- Instructions to follow
For each line of the data below that holds "found", copy the line.

[Records from a data collection]
══════════════════════════════

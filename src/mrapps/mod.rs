pub mod ii;
pub mod wc;

use crate::mr::MRApp;

pub fn get_app(app: &str) -> Result<Box<dyn MRApp>, anyhow::Error> {
    match app {
        "wc" => Ok(Box::new(wc::WC)),
        "ii" => Ok(Box::new(ii::InvertedIndex)),
        _ => Err(anyhow::anyhow!("Unknown app: {}", app)),
    }
}
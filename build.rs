fn main() -> Result<(), Box<dyn std::error::Error>> {
    tonic_build::compile_protos("proto/mr.proto")?;
    Ok(())
}
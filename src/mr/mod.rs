use std::pin::Pin;

use serde::{Deserialize, Serialize};

pub mod codec;
pub mod common;
pub mod map;
pub mod master;
pub mod reduce;
pub mod rpc;
pub mod schedule;
pub mod worker;

/// The unit exchanged between map and reduce, and the shape of reduce output.
#[derive(Debug, Clone, PartialEq, Eq, Serialize, Deserialize)]
pub struct KeyValue {
    pub key: String,
    pub value: String,
}

impl KeyValue {
    pub fn new(key: impl Into<String>, value: impl Into<String>) -> Self {
        KeyValue { key: key.into(), value: value.into() }
    }
}

pub type AppFuture<T> = Pin<Box<dyn Future<Output=Result<T, anyhow::Error>> + Send + 'static>>;

/// A MapReduce application.
///
/// `map` receives the input split name and its contents. `reduce` is called
/// once per distinct key with every value emitted for it, in no particular
/// order.
pub trait MRApp: Send + Sync {
    fn map(&self, key: String, value: String) -> AppFuture<Vec<KeyValue>>;
    fn reduce(&self, key: String, values: Vec<String>) -> AppFuture<String>;
}
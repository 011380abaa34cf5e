use std::fmt;
use std::path::{Path, PathBuf};

use anyhow::anyhow;

use super::rpc::proto;

#[derive(Debug, Clone, Copy, PartialEq, Eq, Hash)]
pub enum JobPhase {
    Map,
    Reduce,
}

impl fmt::Display for JobPhase {
    fn fmt(&self, f: &mut fmt::Formatter<'_>) -> fmt::Result {
        match self {
            JobPhase::Map => write!(f, "map"),
            JobPhase::Reduce => write!(f, "reduce"),
        }
    }
}

/// One task assignment, as sent to a worker.
///
/// Built fresh for every attempt; nothing about a previous attempt is carried.
#[derive(Debug, Clone, PartialEq, Eq)]
pub struct TaskArgs {
    pub job_name: String,
    /// Input split for a map task, empty for a reduce task.
    pub file: String,
    pub phase: JobPhase,
    pub task_number: usize,
    /// Number of reduce tasks for a map task, number of map tasks for a reduce task.
    pub num_other_phase: usize,
}

impl From<TaskArgs> for proto::DoTaskArgs {
    fn from(args: TaskArgs) -> Self {
        let phase = match args.phase {
            JobPhase::Map => proto::JobPhase::Map,
            JobPhase::Reduce => proto::JobPhase::Reduce,
        };
        proto::DoTaskArgs {
            job_name: args.job_name,
            file: args.file,
            phase: phase as i32,
            task_number: args.task_number as u64,
            num_other_phase: args.num_other_phase as u64,
        }
    }
}

impl TryFrom<proto::DoTaskArgs> for TaskArgs {
    type Error = anyhow::Error;

    fn try_from(args: proto::DoTaskArgs) -> Result<Self, Self::Error> {
        let phase = match proto::JobPhase::try_from(args.phase) {
            Ok(proto::JobPhase::Map) => JobPhase::Map,
            Ok(proto::JobPhase::Reduce) => JobPhase::Reduce,
            Err(_) => return Err(anyhow!("unknown job phase {}", args.phase)),
        };
        Ok(TaskArgs {
            job_name: args.job_name,
            file: args.file,
            phase,
            task_number: usize::try_from(args.task_number)?,
            num_other_phase: usize::try_from(args.num_other_phase)?,
        })
    }
}

/// Where map task `map_task` leaves its records for reduce task `reduce_task`.
///
/// Both sides of the shuffle resolve files through this function only.
pub fn reduce_name(dir: &Path, job_name: &str, map_task: usize, reduce_task: usize) -> PathBuf {
    dir.join(format!("mrtmp.{}-{}-{}", job_name, map_task, reduce_task))
}

/// Output of reduce task `reduce_task`.
pub fn merge_name(dir: &Path, job_name: &str, reduce_task: usize) -> PathBuf {
    dir.join(format!("mrtmp.{}-res-{}", job_name, reduce_task))
}

/// The merged result of the whole job.
pub fn result_name(dir: &Path, job_name: &str) -> PathBuf {
    dir.join(format!("mrtmp.{}", job_name))
}
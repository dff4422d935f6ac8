//! # Error Module
//!
//! Every failure the publisher can surface to a caller, grouped by the phase in
//! which it occurs.
//!
//! | Category        | Raised by          | Effect                                   |
//! |-----------------|--------------------|------------------------------------------|
//! | `Configuration` | `load_api`         | aborts the load, nothing is published    |
//! | `Routing`       | `publish`          | no channel matched, nothing is validated |
//! | `Validation`    | `publish`          | params/headers/body rejected, no send    |
//! | `Transport`     | adapters           | surfaced as-is, never retried            |
//!
//! Errors are never swallowed inside the crate: they are logged where they are
//! first observed and then returned to the immediate caller.

use serde_json::Value;
use std::fmt;

/// Which validation stage rejected a publish.
#[derive(Debug, Clone, Copy, PartialEq, Eq, Hash)]
pub enum ValidationKind {
    /// Topic parameters did not satisfy the channel's parameter schema
    ParamsInvalid,
    /// Message headers did not satisfy the message `headers` schema
    HeaderInvalid,
    /// Message body did not satisfy the message `payload` schema
    BodyInvalid,
}

impl ValidationKind {
    /// Stable upper-case identifier, as carried in logs and diagnostics
    #[must_use]
    pub fn as_str(&self) -> &'static str {
        match self {
            ValidationKind::ParamsInvalid => "PARAMS_VALIDATION_FAILURE",
            ValidationKind::HeaderInvalid => "HEADER_VALIDATION_FAILURE",
            ValidationKind::BodyInvalid => "BODY_VALIDATION_FAILURE",
        }
    }

    pub(crate) fn label(&self) -> &'static str {
        match self {
            ValidationKind::ParamsInvalid => "Parameter",
            ValidationKind::HeaderInvalid => "Header",
            ValidationKind::BodyInvalid => "Body",
        }
    }
}

impl fmt::Display for ValidationKind {
    fn fmt(&self, f: &mut fmt::Formatter<'_>) -> fmt::Result {
        f.write_str(self.as_str())
    }
}

/// First failing schema constraint for a publish.
///
/// `schema_path` is the JSON pointer (prefixed with `#`) of the keyword that
/// failed, e.g. `#/properties/id/type`. `details` carries the raw validator
/// diagnostic: instance path, schema path, failing instance and keyword kind.
#[derive(Debug, Clone, PartialEq, thiserror::Error)]
#[error("{message}")]
pub struct ValidationError {
    pub kind: ValidationKind,
    pub schema_path: String,
    pub message: String,
    pub details: Value,
}

impl ValidationError {
    pub fn new(
        kind: ValidationKind,
        schema_path: impl Into<String>,
        message: impl Into<String>,
        details: Value,
    ) -> Self {
        Self {
            kind,
            schema_path: schema_path.into(),
            message: message.into(),
            details,
        }
    }
}

/// Coarse grouping of [`PublishError`] variants.
#[derive(Debug, Clone, Copy, PartialEq, Eq, Hash)]
pub enum ErrorCategory {
    Configuration,
    Routing,
    Validation,
    Transport,
}

/// Errors returned by [`crate::Publisher`], the channel graph and the adapters.
#[derive(Debug, thiserror::Error)]
pub enum PublishError {
    /// The API document could not be read or is not an AsyncAPI 2.x document
    #[error("invalid API document: {0}")]
    InvalidDocument(String),

    /// A server declares a protocol no plugin is registered for
    #[error("No plugin available for protocol {protocol} (server '{server}')")]
    UnknownProtocol { protocol: String, server: String },

    /// A channel names a server the document does not declare
    #[error("channel '{channel}' references unknown server '{server}'")]
    UnknownServer { channel: String, server: String },

    /// The server's protocol or protocol version is not what the adapter speaks
    #[error("server '{server}': {reason}")]
    ProtocolMismatch { server: String, reason: String },

    /// A binding lacks a field the adapter needs, or carries an unusable value
    #[error("invalid binding: {0}")]
    InvalidBinding(String),

    /// A channel name is not a valid topic pattern
    #[error("invalid topic pattern '{pattern}': {reason}")]
    InvalidTopicPattern { pattern: String, reason: String },

    /// A parameter, header or payload schema failed to compile
    #[error("channel '{channel}': {kind} schema does not compile: {reason}")]
    InvalidSchema {
        channel: String,
        kind: ValidationKind,
        reason: String,
    },

    /// No loaded channel matches the topic
    #[error("No channel found for topic {topic}")]
    Unroutable { topic: String },

    /// A captured topic parameter is not valid percent-encoded UTF-8
    #[error("topic '{topic}': parameter '{param}' is not valid percent-encoded UTF-8")]
    MalformedParameter { topic: String, param: String },

    #[error(transparent)]
    Validation(#[from] ValidationError),

    /// The message could not be turned into a transport payload
    #[error("The message content could not be stringified: {0}")]
    Serialization(#[from] serde_json::Error),

    /// The transport rejected or failed the send
    #[error("{protocol} transport error: {message}")]
    Transport { protocol: String, message: String },
}

impl PublishError {
    pub fn transport(protocol: impl Into<String>, message: impl fmt::Display) -> Self {
        PublishError::Transport {
            protocol: protocol.into(),
            message: message.to_string(),
        }
    }

    pub fn binding(message: impl Into<String>) -> Self {
        PublishError::InvalidBinding(message.into())
    }

    pub fn protocol_mismatch(server: impl Into<String>, reason: impl Into<String>) -> Self {
        PublishError::ProtocolMismatch {
            server: server.into(),
            reason: reason.into(),
        }
    }

    /// Phase in which this error is raised
    #[must_use]
    pub fn category(&self) -> ErrorCategory {
        match self {
            PublishError::InvalidDocument(_)
            | PublishError::UnknownProtocol { .. }
            | PublishError::UnknownServer { .. }
            | PublishError::ProtocolMismatch { .. }
            | PublishError::InvalidBinding(_)
            | PublishError::InvalidTopicPattern { .. }
            | PublishError::InvalidSchema { .. } => ErrorCategory::Configuration,
            PublishError::Unroutable { .. } | PublishError::MalformedParameter { .. } => {
                ErrorCategory::Routing
            }
            PublishError::Validation(_) => ErrorCategory::Validation,
            PublishError::Serialization(_) | PublishError::Transport { .. } => {
                ErrorCategory::Transport
            }
        }
    }

    /// The validation failure, if this is one
    #[must_use]
    pub fn as_validation(&self) -> Option<&ValidationError> {
        match self {
            PublishError::Validation(err) => Some(err),
            _ => None,
        }
    }
}

#[cfg(test)]
mod tests {
    use super::*;
    use serde_json::json;

    #[test]
    fn test_validation_error_displays_message() {
        let err = ValidationError::new(
            ValidationKind::BodyInvalid,
            "#/required",
            "Body validation error on #/required: \"status\" is a required property",
            json!({}),
        );
        assert_eq!(
            err.to_string(),
            "Body validation error on #/required: \"status\" is a required property"
        );
        assert_eq!(err.kind.as_str(), "BODY_VALIDATION_FAILURE");
    }

    #[test]
    fn test_categories() {
        let unroutable = PublishError::Unroutable {
            topic: "a/b".into(),
        };
        assert_eq!(unroutable.category(), ErrorCategory::Routing);
        assert_eq!(unroutable.to_string(), "No channel found for topic a/b");

        let unknown = PublishError::UnknownProtocol {
            protocol: "mqtt".into(),
            server: "edge".into(),
        };
        assert_eq!(unknown.category(), ErrorCategory::Configuration);

        let validation: PublishError = ValidationError::new(
            ValidationKind::ParamsInvalid,
            "#/required",
            "missing",
            Value::Null,
        )
        .into();
        assert_eq!(validation.category(), ErrorCategory::Validation);
        assert!(validation.as_validation().is_some());

        assert_eq!(
            PublishError::transport("amqp", "closed").category(),
            ErrorCategory::Transport
        );
    }
}
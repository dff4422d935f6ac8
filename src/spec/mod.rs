//! # Spec Module
//!
//! Loads AsyncAPI 2.x documents and extracts the outbound channel metadata the
//! publisher compiles.
//!
//! ## Overview
//!
//! - [`load_document`] / [`parse_document`] read YAML or JSON into an
//!   [`ApiDocument`], expanding local `$ref`s and substituting server URL
//!   variables.
//! - [`build_channels`] walks the channels in declaration order and yields a
//!   [`ChannelMeta`] for each one with a `subscribe` operation (the operation
//!   consumers subscribe to, i.e. what this application publishes).
//!
//! ## Example
//!
//! ```rust
//! use asyncapi_pub::spec::{build_channels, parse_document};
//!
//! let doc = parse_document(r#"
//! asyncapi: 2.6.0
//! info: { title: Jobs, version: "1.0.0" }
//! servers:
//!   broker: { url: "amqp://localhost:5672", protocol: amqp, protocolVersion: 0.9.1 }
//! channels:
//!   events/{id}:
//!     parameters:
//!       id: { schema: { type: string } }
//!     subscribe:
//!       message:
//!         payload: { type: object, required: [status] }
//! "#).unwrap();
//!
//! let (channels, _issues) = build_channels(&doc, None).unwrap();
//! assert_eq!(channels[0].name, "events/{id}");
//! assert_eq!(channels[0].servers, vec!["broker"]);
//! ```

mod build;
mod load;
mod types;

pub use build::*;
pub use load::*;
pub use types::*;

══════════════════════════════

- Your solution
    #[error("No channel found for topic {topic}")]
        assert_eq!(unroutable.to_string(), "No channel found for topic a/b");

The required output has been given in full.